Physical and Functional Interactions Between the KCNQ1 and KCNE1 C-Terminal Domains

Abstract

KCNE1 is a regulatory subunit that associates with pore-forming subunits of KCNQ1 to form a channel complex that carries the slowly activating delayed rectifier current, IKs. Interactions between the transmembrane regions of KCNE1 and KCNQ1 S6 control activation kinetics of IKs, while interactions between the intracellular C-termini of the two subunits may dictate deactivation kinetics. Numerous Long QT Syndrome mutations occur in the C-termini of KCNQ1 and KCNE1, indicating the functional importance of these regions. We have located the proximal third of the KCNQ1 C-terminus (KCNQ1-CT) as a site of direct interaction with the KCNE1 C-terminus (KCNE1-CT) via co-immunoprecipitation studies, in vitro pull-down assays and Surface Plasmon Resonance analyses of purified recombinant proteins. Electrophysiological studies employing co-expressed soluble KCNE1-CT with full length KCNQ1 now provide functional evidence that support the physical association findings. When KCNE1-CT is co-expressed with KCNQ1 in CHO cells and analyzed by whole-cell patch clamp, deactivation kinetics of the KCNQ1 current are accelerated. Similarly, deactivation of IKs is accelerated by co-expressing KCNE1-CT with KCNQ1 and full-length KCNE1. KCNE1-CT also shifts the voltage dependence of activation of KCNQ1 current but not IKs current, and has no significant effect on activation kinetics of either current.
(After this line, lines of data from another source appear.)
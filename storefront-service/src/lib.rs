pub mod app;
pub mod config;
pub mod gateway;
pub mod lifecycle;
pub mod order_handlers;
pub mod payment_handlers;
pub mod payments;
pub mod store;
pub mod user_handlers;

pub use app::{build_router, AppState};
pub use config::StorefrontConfig;
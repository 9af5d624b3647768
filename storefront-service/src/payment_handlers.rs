use axum::{
    extract::{rejection::JsonRejection, State},
    Json,
};
use bigdecimal::BigDecimal;
use common_auth::AuthContext;
use common_http_errors::ApiResult;
use common_security::Scope;
use serde::{Deserialize, Serialize};

use crate::app::AppState;

#[derive(Debug, Deserialize)]
#[serde(rename_all = "camelCase")]
pub struct CreateIntentRequest {
    pub total_price: BigDecimal,
}

#[derive(Debug, Serialize)]
#[serde(rename_all = "camelCase")]
pub struct CreateIntentResponse {
    pub client_secret: String,
}

pub async fn create_payment_intent(
    State(state): State<AppState>,
    auth: AuthContext,
    payload: Result<Json<CreateIntentRequest>, JsonRejection>,
) -> ApiResult<Json<CreateIntentResponse>> {
    state.policy.authorize(Some(&auth), Scope::Authenticated).await?;
    let Json(req) = payload?;
    let client_secret = state.payments.create_intent(&req.total_price).await?;
    Ok(Json(CreateIntentResponse { client_secret }))
}
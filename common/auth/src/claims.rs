use chrono::{DateTime, TimeZone, Utc};
use serde::{Deserialize, Serialize};

use crate::error::{AuthError, AuthResult};

/// Verified bearer token claims. The token carries identity only; roles are
/// always resolved from the credential store at decision time.
#[derive(Debug, Clone, Serialize)]
pub struct Claims {
    pub email: String,
    pub issued_at: Option<DateTime<Utc>>,
    pub expires_at: DateTime<Utc>,
}

/// Wire shape of the signed payload.
#[derive(Debug, Serialize, Deserialize)]
pub(crate) struct ClaimsRepr {
    pub email: String,
    #[serde(default, skip_serializing_if = "Option::is_none")]
    pub iat: Option<i64>,
    pub exp: i64,
}

impl TryFrom<ClaimsRepr> for Claims {
    type Error = AuthError;

    fn try_from(value: ClaimsRepr) -> AuthResult<Self> {
        let email = value.email.trim();
        if email.is_empty() {
            return Err(AuthError::InvalidClaim("email", value.email.clone()));
        }

        let expires_at = Utc
            .timestamp_opt(value.exp, 0)
            .single()
            .ok_or_else(|| AuthError::InvalidClaim("exp", value.exp.to_string()))?;

        let issued_at = match value.iat {
            Some(iat) => Some(
                Utc.timestamp_opt(iat, 0)
                    .single()
                    .ok_or_else(|| AuthError::InvalidClaim("iat", iat.to_string()))?,
            ),
            None => None,
        };

        Ok(Self {
            email: email.to_owned(),
            issued_at,
            expires_at,
        })
    }
}

#[cfg(test)]
mod tests {
    use super::*;

    #[test]
    fn rejects_blank_email() {
        let repr = ClaimsRepr { email: "  ".into(), iat: None, exp: 1_700_000_000 };
        let err = Claims::try_from(repr).expect_err("blank email must be rejected");
        assert!(matches!(err, AuthError::InvalidClaim("email", _)));
    }

    #[test]
    fn converts_timestamps() {
        let repr = ClaimsRepr { email: "a@x.com".into(), iat: Some(1_700_000_000), exp: 1_700_086_400 };
        let claims = Claims::try_from(repr).expect("valid claims");
        assert_eq!(claims.email, "a@x.com");
        assert_eq!(claims.expires_at.timestamp(), 1_700_086_400);
        assert_eq!(claims.issued_at.map(|t| t.timestamp()), Some(1_700_000_000));
    }
}
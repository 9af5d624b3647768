pub mod claims;
pub mod config;
pub mod error;
pub mod extractors;
pub mod tokens;

pub use claims::Claims;
pub use config::JwtConfig;
pub use error::{AuthError, AuthResult};
pub use extractors::AuthContext;
pub use tokens::{IssuedToken, TokenService};
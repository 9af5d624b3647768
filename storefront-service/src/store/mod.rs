//! Document-style persistence contracts for users, orders and payments.
//!
//! Every mutating call is atomic for a single record. Nothing here spans
//! more than one record; callers that need two writes (payment confirmation)
//! handle partial failure themselves.

pub mod memory;
pub mod postgres;

use std::sync::Arc;

use async_trait::async_trait;
use bigdecimal::BigDecimal;
use chrono::{DateTime, Utc};
use common_http_errors::ApiError;
use common_security::{LookupError, Role, RoleDirectory};
use serde::{Deserialize, Serialize};
use serde_json::{Map, Value};
use thiserror::Error;
use uuid::Uuid;

pub use memory::MemoryStore;
pub use postgres::PgStore;

#[derive(Debug, Error)]
pub enum StoreError {
    #[error("database error: {0}")]
    Database(#[from] sqlx::Error),
    #[error("corrupt record {id}: {reason}")]
    Corrupt { id: String, reason: String },
    #[error("store unavailable: {0}")]
    Unavailable(String),
}

pub type StoreResult<T> = Result<T, StoreError>;

impl From<StoreError> for ApiError {
    fn from(value: StoreError) -> Self {
        ApiError::internal(value)
    }
}

/// Editable profile fields. `None` means "leave as is" on merge.
#[derive(Debug, Clone, Default, PartialEq, Eq, Serialize, Deserialize)]
#[serde(rename_all = "camelCase")]
pub struct Profile {
    #[serde(default, skip_serializing_if = "Option::is_none")]
    pub name: Option<String>,
    #[serde(default, skip_serializing_if = "Option::is_none")]
    pub image: Option<String>,
    #[serde(default, skip_serializing_if = "Option::is_none")]
    pub location: Option<String>,
    #[serde(default, skip_serializing_if = "Option::is_none")]
    pub education: Option<String>,
    #[serde(default, skip_serializing_if = "Option::is_none")]
    pub contact: Option<String>,
    /// Any other client-supplied fields, kept as-is.
    #[serde(flatten)]
    pub extra: Map<String, Value>,
}

/// Keys owned by [`UserRecord`] itself; never stored as profile fields.
const RESERVED_PROFILE_KEYS: [&str; 4] = ["email", "role", "createdAt", "updatedAt"];

impl Profile {
    /// Copy without reserved keys or null extras, as it should be persisted.
    pub fn sanitized(&self) -> Profile {
        let mut clean = self.clone();
        clean
            .extra
            .retain(|key, value| !value.is_null() && !RESERVED_PROFILE_KEYS.contains(&key.as_str()));
        clean
    }

    pub fn merge(&mut self, update: &Profile) {
        fn take(slot: &mut Option<String>, value: &Option<String>) {
            if value.is_some() {
                slot.clone_from(value);
            }
        }
        take(&mut self.name, &update.name);
        take(&mut self.image, &update.image);
        take(&mut self.location, &update.location);
        take(&mut self.education, &update.education);
        take(&mut self.contact, &update.contact);
        for (key, value) in update.sanitized().extra {
            self.extra.insert(key, value);
        }
    }
}

#[derive(Debug, Clone, Serialize)]
#[serde(rename_all = "camelCase")]
pub struct UserRecord {
    pub email: String,
    pub role: Role,
    #[serde(flatten)]
    pub profile: Profile,
    pub created_at: DateTime<Utc>,
    pub updated_at: DateTime<Utc>,
}

#[derive(Debug, Clone)]
pub struct UpsertOutcome {
    pub created: bool,
    pub user: UserRecord,
}

#[async_trait]
pub trait UserStore: Send + Sync {
    /// Login-or-register: creates a customer record on first sight, otherwise
    /// merges profile fields. Never touches the role.
    async fn upsert_profile(&self, email: &str, profile: &Profile) -> StoreResult<UpsertOutcome>;
    /// Merges profile fields into an existing record only.
    async fn update_profile(&self, email: &str, profile: &Profile) -> StoreResult<Option<UserRecord>>;
    async fn get(&self, email: &str) -> StoreResult<Option<UserRecord>>;
    async fn list(&self) -> StoreResult<Vec<UserRecord>>;
    async fn set_role(&self, email: &str, role: Role) -> StoreResult<Option<UserRecord>>;
    async fn delete(&self, email: &str) -> StoreResult<bool>;
}

#[derive(Debug, Clone, PartialEq, Eq, Serialize, Deserialize)]
#[serde(rename_all = "camelCase")]
pub struct OrderItem {
    pub product_id: String,
    #[serde(default, skip_serializing_if = "Option::is_none")]
    pub name: Option<String>,
    pub quantity: u32,
    #[serde(default, skip_serializing_if = "Option::is_none")]
    pub unit_price: Option<BigDecimal>,
}

#[derive(Debug, Clone, Default, PartialEq, Eq, Serialize, Deserialize)]
#[serde(rename_all = "camelCase")]
pub struct ShippingDetails {
    #[serde(default, skip_serializing_if = "Option::is_none")]
    pub name: Option<String>,
    #[serde(default, skip_serializing_if = "Option::is_none")]
    pub phone: Option<String>,
    #[serde(default, skip_serializing_if = "Option::is_none")]
    pub address: Option<String>,
}

#[derive(Debug, Clone, Copy, PartialEq, Eq, Serialize, Deserialize)]
#[serde(rename_all = "snake_case")]
pub enum OrderStatus {
    AwaitingPayment,
    Paid,
    Approved,
    /// Only reachable under the lenient approval policy.
    ApprovedUnpaid,
}

#[derive(Debug, Clone, Serialize)]
#[serde(rename_all = "camelCase")]
pub struct Order {
    pub id: Uuid,
    pub owner_email: String,
    pub items: Vec<OrderItem>,
    pub total_price: BigDecimal,
    pub shipping: ShippingDetails,
    pub paid: bool,
    pub approved: bool,
    #[serde(skip_serializing_if = "Option::is_none")]
    pub transaction_id: Option<String>,
    pub created_at: DateTime<Utc>,
    pub updated_at: DateTime<Utc>,
}

impl Order {
    pub fn status(&self) -> OrderStatus {
        match (self.paid, self.approved) {
            (false, false) => OrderStatus::AwaitingPayment,
            (true, false) => OrderStatus::Paid,
            (true, true) => OrderStatus::Approved,
            (false, true) => OrderStatus::ApprovedUnpaid,
        }
    }
}

#[derive(Debug, Clone)]
pub struct NewOrder {
    pub owner_email: String,
    pub items: Vec<OrderItem>,
    pub total_price: BigDecimal,
    pub shipping: ShippingDetails,
}

#[async_trait]
pub trait OrderStore: Send + Sync {
    async fn insert(&self, order: NewOrder) -> StoreResult<Order>;
    async fn get(&self, id: Uuid) -> StoreResult<Option<Order>>;
    async fn list_by_owner(&self, email: &str) -> StoreResult<Vec<Order>>;
    async fn list_all(&self) -> StoreResult<Vec<Order>>;
    /// Sets `paid` and `transaction_id` only if the order is currently unpaid.
    /// `None` when the order is missing or already paid.
    async fn mark_paid(&self, id: Uuid, transaction_id: &str) -> StoreResult<Option<Order>>;
    /// Reverts a `mark_paid` whose payment record could not be written.
    async fn clear_payment(&self, id: Uuid) -> StoreResult<()>;
    async fn mark_approved(&self, id: Uuid) -> StoreResult<Option<Order>>;
    async fn delete(&self, id: Uuid) -> StoreResult<bool>;
}

#[derive(Debug, Clone, Serialize)]
#[serde(rename_all = "camelCase")]
pub struct PaymentRecord {
    pub id: Uuid,
    pub order_id: Uuid,
    pub transaction_id: String,
    pub amount: BigDecimal,
    pub currency: String,
    #[serde(skip_serializing_if = "Option::is_none")]
    pub method: Option<String>,
    pub created_at: DateTime<Utc>,
}

#[derive(Debug, Clone)]
pub struct NewPaymentRecord {
    pub order_id: Uuid,
    pub transaction_id: String,
    pub amount: BigDecimal,
    pub currency: String,
    pub method: Option<String>,
}

/// Append-only payment ledger. No uniqueness on `transaction_id`.
#[async_trait]
pub trait PaymentStore: Send + Sync {
    async fn append(&self, record: NewPaymentRecord) -> StoreResult<PaymentRecord>;
    async fn list_for_order(&self, order_id: Uuid) -> StoreResult<Vec<PaymentRecord>>;
}

/// Bundle of store handles injected into the application at startup.
#[derive(Clone)]
pub struct Stores {
    pub users: Arc<dyn UserStore>,
    pub orders: Arc<dyn OrderStore>,
    pub payments: Arc<dyn PaymentStore>,
}

impl Stores {
    pub fn memory() -> Self {
        Self::from_backend(Arc::new(MemoryStore::new()))
    }

    pub fn postgres(pool: sqlx::PgPool) -> Self {
        Self::from_backend(Arc::new(PgStore::new(pool)))
    }

    fn from_backend<B>(backend: Arc<B>) -> Self
    where
        B: UserStore + OrderStore + PaymentStore + 'static,
    {
        Self {
            users: backend.clone(),
            orders: backend.clone(),
            payments: backend,
        }
    }
}

/// Exposes stored roles to the access policy.
pub struct UserRoles(pub Arc<dyn UserStore>);

#[async_trait]
impl RoleDirectory for UserRoles {
    async fn role_of(&self, email: &str) -> Result<Option<Role>, LookupError> {
        let user = self.0.get(email).await?;
        Ok(user.map(|u| u.role))
    }
}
Thus, excess soluble KCNE1-CT is capable of interacting with KCNQ1 and can perturb the KCNQ1/KCNE1-C-terminal interactions determining deactivation rates of IKs. Work in the laboratory now focuses on identifying the interacting residues of the KCNQ1 and KCNE1 C-termini. Preliminary experiments using Hydrogen-Deuterium Exchange coupled to Mass Spectrometry show that deuterium incorporation into purified KCNE1-CT is slowed by the addition of KCNQ1-CT, implying that binding between the two peptides protect certain residues of KCNE1-CT from being deuterated. Further experiments will work towards delineating the precise structural nature of this interaction.